The results of the present study show that patients treated with NAT exhibit higher levels of circulating proinflammatory cytokines and chemokines than those treated with GA. These findings are in agreement with previous studies where NAT treatment has been associated with an increased expression of proinflammatory cytokines in peripheral blood mononuclear cells [34, 35]. Accordingly, an increase in activated leukocytes producing proinflammatory cytokines has been found in peripheral blood of NAT-treated patients [34, 36]. Although it is not clear, these findings could probably be due to the inhibition of transmigration of lymphocytes into CNS, resulting in sequestration of activated T cells in the peripheral circulation [36]. The prolonged T-cell activation could result in decreased local immunosurveillance, reactivation of latent viral infections or opportunistic CNS infections, as evidenced by the rare but severe occurrence of progressive multifocal leukoencephalopathy caused by JC virus in NAT-treated patients [37]. Recent evidence has suggested that NAT seem to exert its beneficial effect without affecting regulatory T cell function [28]. Interestingly, NAT therapy has been associated with an increase in some pro-inflammatory and anti-inflammatory cytokines within the first 2 months of therapy, whereas relevant cytokines for MS such as IL-2, IL-7, or IL-1β have been found to be increased after one year of treatment, suggesting different immunological mechanisms [28]. The changes in the Th1/Th2 paradigm do not appear to be applicable to explain the beneficial effect of NAT. The increase of circulating Th1 cytokines could be related to a “rebound” effect that led to the development of new and enlarging T2 lesions previously seen in cohorts of patients discontinuing NAT due to safety issues related to this therapy, particularly regarding PML [38]. This finding has led to the concern that cessation of NAT might promote a worsening of MS disease by increasing inflammatory activity.

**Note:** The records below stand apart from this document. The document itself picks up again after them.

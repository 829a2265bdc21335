//! Request parsing helpers shared by the HTTP handlers.
//!
//! Every failure becomes an `invalid_request` error whose details name the
//! offending field so clients can highlight it.

use serde_json::json;
use uuid::Uuid;

use crate::domain::{DayKey, EntryId, Error};

/// Request field names as they appear on the wire.
#[derive(Debug, Clone, Copy, PartialEq, Eq)]
pub(crate) struct FieldName(&'static str);

impl FieldName {
    pub(crate) const fn new(name: &'static str) -> Self {
        Self(name)
    }

    pub(crate) const fn as_str(self) -> &'static str {
        self.0
    }
}

pub(crate) const AMOUNT: FieldName = FieldName::new("amount");
pub(crate) const GOAL: FieldName = FieldName::new("goal");
pub(crate) const DATE: FieldName = FieldName::new("date");
pub(crate) const ENTRY_ID: FieldName = FieldName::new("id");
pub(crate) const USERNAME: FieldName = FieldName::new("username");
pub(crate) const PASSWORD: FieldName = FieldName::new("password");

pub(crate) fn missing_field_error(field: FieldName) -> Error {
    let name = field.as_str();
    Error::invalid_request(format!("missing required field: {name}")).with_details(json!({
        "field": name,
        "code": "missing_field",
    }))
}

/// Unwrap an optional body field or report it as missing.
pub(crate) fn require<T>(value: Option<T>, field: FieldName) -> Result<T, Error> {
    value.ok_or_else(|| missing_field_error(field))
}

pub(crate) fn parse_entry_id(value: &str) -> Result<EntryId, Error> {
    Uuid::parse_str(value)
        .map(EntryId::from_uuid)
        .map_err(|_| {
            Error::invalid_request("entry id must be a valid UUID").with_details(json!({
                "field": ENTRY_ID.as_str(),
                "value": value,
                "code": "invalid_uuid",
            }))
        })
}

pub(crate) fn parse_day_key(value: &str) -> Result<DayKey, Error> {
    value.parse::<DayKey>().map_err(|err| {
        Error::invalid_request(err.to_string()).with_details(json!({
            "field": DATE.as_str(),
            "value": value,
            "code": "invalid_date",
        }))
    })
}
//! Driving port for read-only history projections.

use async_trait::async_trait;

use crate::domain::{AccountId, DailyRecord, Error};

/// History reads for the authenticated account. Results are newest first.
#[cfg_attr(test, mockall::automock)]
#[async_trait]
pub trait WaterHistoryQuery: Send + Sync {
    /// Records from the last `window_days` days up to and including today.
    ///
    /// `None` uses the configured default window.
    async fn recent_history(
        &self,
        account_id: &AccountId,
        window_days: Option<u32>,
    ) -> Result<Vec<DailyRecord>, Error>;

    /// Every record the account has.
    async fn all_history(&self, account_id: &AccountId) -> Result<Vec<DailyRecord>, Error>;
}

The most likely explanation is that short exposure to NAT (e.g., 2 infusions) results in blockade of migration and accumulation of activated lymphocytes in the periphery that retain their capacity to cause CNS disease [39].

The main limitations of this study include the small sample size and a one-point measurement of cytokine patterns. However, despite these limitations, our findings are potentially interesting given that to our knowledge, this is the first study to compare the Th1/Th2 bias between GA and NAT treated RRMS patients.

Conclusion

In summary, GA seems to modulate Th1/Th2 balance in the systemic circulation with a shift toward the anti-inflammatory Th2 profile response in RRMS patients. This effect may have a beneficial effect on disease activity in these patients. Further studies including larger cohorts of patients and a larger follow-up are needed in order to establish whether this immune Th2 shift in GA patients correlates with a favourable clinical response. NAT seems to exert is beneficial effect through different mechanisms than immunomodulators such as GA.